I sismologi sono riusciti ad appurarlo solo dopo che lo scivolamento della superficie si è fermato nel 2004. L'evento rilevato vicino a Sumatra sposta di molto l’asticella della durata possibile di questo tipo di fenomeni.

“Molte persone sostengono che questi eventi maggiori di lento scorrimento siano possibili”, afferma Laura Wallace, geofisica presso l’Università del Texas ad Austin e presso GNS Science in Nuova Zelanda, che non ha preso parte agli studi del team.

Ma il monitoraggio continuo dei movimenti del suolo nei pressi delle zone di subduzione viene effettuato solo da circa due decenni, quindi “stiamo osservando solo un tempo molto breve”.

Perché diventa importantissimo conoscere questo tipo di terremoti?

Comprendere questi eventi di movimento rallentato è fondamentale per identificare i potenziali rischi che rappresentano in termini di innesco di sismi più potenti. Questo tipo di fenomeni ha preceduto molti dei più terribili terremoti registrati, incluso il catastrofico sisma di magnitudo 9.1 di Sumatra-Andaman che ha colpito l’Indonesia nel 2004, il devastante terremoto di magnitudo 9.1 di Tōhoku in Giappone del 2011 e quello terribile di magnitudo 8.2 di Iquique in Cile del 2014.

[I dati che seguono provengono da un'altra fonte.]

use parking_lot::Mutex;
use serde::Deserialize;
use std::time::{Duration, Instant};
use tracing::{debug, info};

use crate::error::ResolutionError;

const TOKEN_URL: &str = "https://accounts.spotify.com/api/token";
const API_BASE: &str = "https://api.spotify.com/v1";

/// Referencia a un recurso del catálogo de Spotify
#[derive(Debug, Clone, PartialEq, Eq)]
pub enum SpotifyRef {
    Track(String),
    Playlist(String),
    Album(String),
}

impl SpotifyRef {
    /// Interpreta una URL de open.spotify.com / play.spotify.com
    ///
    /// Returns `Ok(None)` for non-Spotify input and `Err` for Spotify URLs that
    /// do not name a track, playlist or album.
    pub fn parse(input: &str) -> Result<Option<Self>, ResolutionError> {
        let Ok(parsed) = url::Url::parse(input.trim()) else {
            return Ok(None);
        };
        if !matches!(parsed.host_str(), Some("open.spotify.com" | "play.spotify.com")) {
            return Ok(None);
        }

        let segments: Vec<&str> = parsed
            .path_segments()
            .map(|s| s.filter(|seg| !seg.is_empty()).collect())
            .unwrap_or_default();

        // Saltar prefijos de idioma como /intl-es/
        let mut iter = segments.iter().skip_while(|seg| seg.starts_with("intl-"));
        let kind = iter.next().copied();
        let id = iter.next().map(|s| s.to_string());

        match (kind, id) {
            (Some("track"), Some(id)) => Ok(Some(Self::Track(id))),
            (Some("playlist"), Some(id)) => Ok(Some(Self::Playlist(id))),
            (Some("album"), Some(id)) => Ok(Some(Self::Album(id))),
            _ => Err(ResolutionError::InvalidReference(
                "URL de Spotify inválida: usa una pista, playlist o álbum".to_string(),
            )),
        }
    }
}

/// Cliente del API web de Spotify (client credentials)
pub struct SpotifyClient {
    http: reqwest::Client,
    client_id: String,
    client_secret: String,
    token: Mutex<Option<(String, Instant)>>,
}

#[derive(Debug, Deserialize)]
struct TokenResponse {
    access_token: String,
    expires_in: u64,
}

#[derive(Debug, Deserialize)]
struct Artist {
    name: String,
}

#[derive(Debug, Deserialize)]
struct Track {
    name: String,
    #[serde(default)]
    artists: Vec<Artist>,
}

#[derive(Debug, Deserialize)]
struct PlaylistItem {
    track: Option<Track>,
}

#[derive(Debug, Deserialize)]
struct Page<T> {
    items: Vec<T>,
    next: Option<String>,
}

impl Track {
    /// Término de búsqueda "título artista"
    fn search_query(&self) -> String {
        match self.artists.first() {
            Some(artist) => format!("{} {}", self.name, artist.name),
            None => self.name.clone(),
        }
    }
}

impl SpotifyClient {
    pub fn new(http: reqwest::Client, client_id: String, client_secret: String) -> Self {
        Self {
            http,
            client_id,
            client_secret,
            token: Mutex::new(None),
        }
    }

    /// Obtiene el término de búsqueda para una pista
    pub async fn track_query(&self, id: &str) -> Result<String, ResolutionError> {
        let track: Track = self.get_json(&format!("{API_BASE}/tracks/{id}")).await?;
        Ok(track.search_query())
    }

    /// Obtiene todas las pistas de una playlist, recorriendo todas las páginas
    pub async fn playlist_queries(&self, id: &str) -> Result<Vec<String>, ResolutionError> {
        let first = format!("{API_BASE}/playlists/{id}/tracks?limit=100");
        let items: Vec<PlaylistItem> = self.collect_pages(first).await?;
        // Los episodios o pistas eliminadas llegan como track: null
        let queries: Vec<String> = items
            .into_iter()
            .filter_map(|item| item.track.map(|t| t.search_query()))
            .collect();
        info!("📜 Playlist de Spotify con {} pistas", queries.len());
        Ok(queries)
    }

    /// Obtiene todas las pistas de un álbum, recorriendo todas las páginas
    pub async fn album_queries(&self, id: &str) -> Result<Vec<String>, ResolutionError> {
        let first = format!("{API_BASE}/albums/{id}/tracks?limit=50");
        let tracks: Vec<Track> = self.collect_pages(first).await?;
        info!("💿 Álbum de Spotify con {} pistas", tracks.len());
        Ok(tracks.iter().map(Track::search_query).collect())
    }

    async fn collect_pages<T>(&self, first: String) -> Result<Vec<T>, ResolutionError>
    where
        T: serde::de::DeserializeOwned,
    {
        let mut items = Vec::new();
        let mut next = Some(first);

        while let Some(url) = next {
            let page: Page<T> = self.get_json(&url).await?;
            debug!("📄 Página de Spotify con {} elementos", page.items.len());
            items.extend(page.items);
            next = page.next;
        }

        Ok(items)
    }

    async fn get_json<T>(&self, url: &str) -> Result<T, ResolutionError>
    where
        T: serde::de::DeserializeOwned,
    {
        let token = self.access_token().await?;
        let response = self
            .http
            .get(url)
            .bearer_auth(token)
            .send()
            .await?
            .error_for_status()?;
        Ok(response.json().await?)
    }

    async fn access_token(&self) -> Result<String, ResolutionError> {
        if let Some((token, expires_at)) = self.token.lock().as_ref() {
            if Instant::now() < *expires_at {
                return Ok(token.clone());
            }
        }

        debug!("🔑 Solicitando token de Spotify");
        let response: TokenResponse = self
            .http
            .post(TOKEN_URL)
            .basic_auth(&self.client_id, Some(&self.client_secret))
            .form(&[("grant_type", "client_credentials")])
            .send()
            .await?
            .error_for_status()?
            .json()
            .await?;

        // Renovar un poco antes de que expire
        let lifetime = Duration::from_secs(response.expires_in.saturating_sub(30));
        *self.token.lock() = Some((response.access_token.clone(), Instant::now() + lifetime));
        Ok(response.access_token)
    }
}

Ma dimostrare precisamente che gli eventi di lento scorrimento possono effettivamente innescare scosse violente è comunque molto complesso. Non tutti i terremoti lenti portano a sismi molto intensi. Per capirne di più occorre continuare a studiare il fenomeno. Ma spesso per fare ciò occorre usare una strumentazione molto complessa e costosa.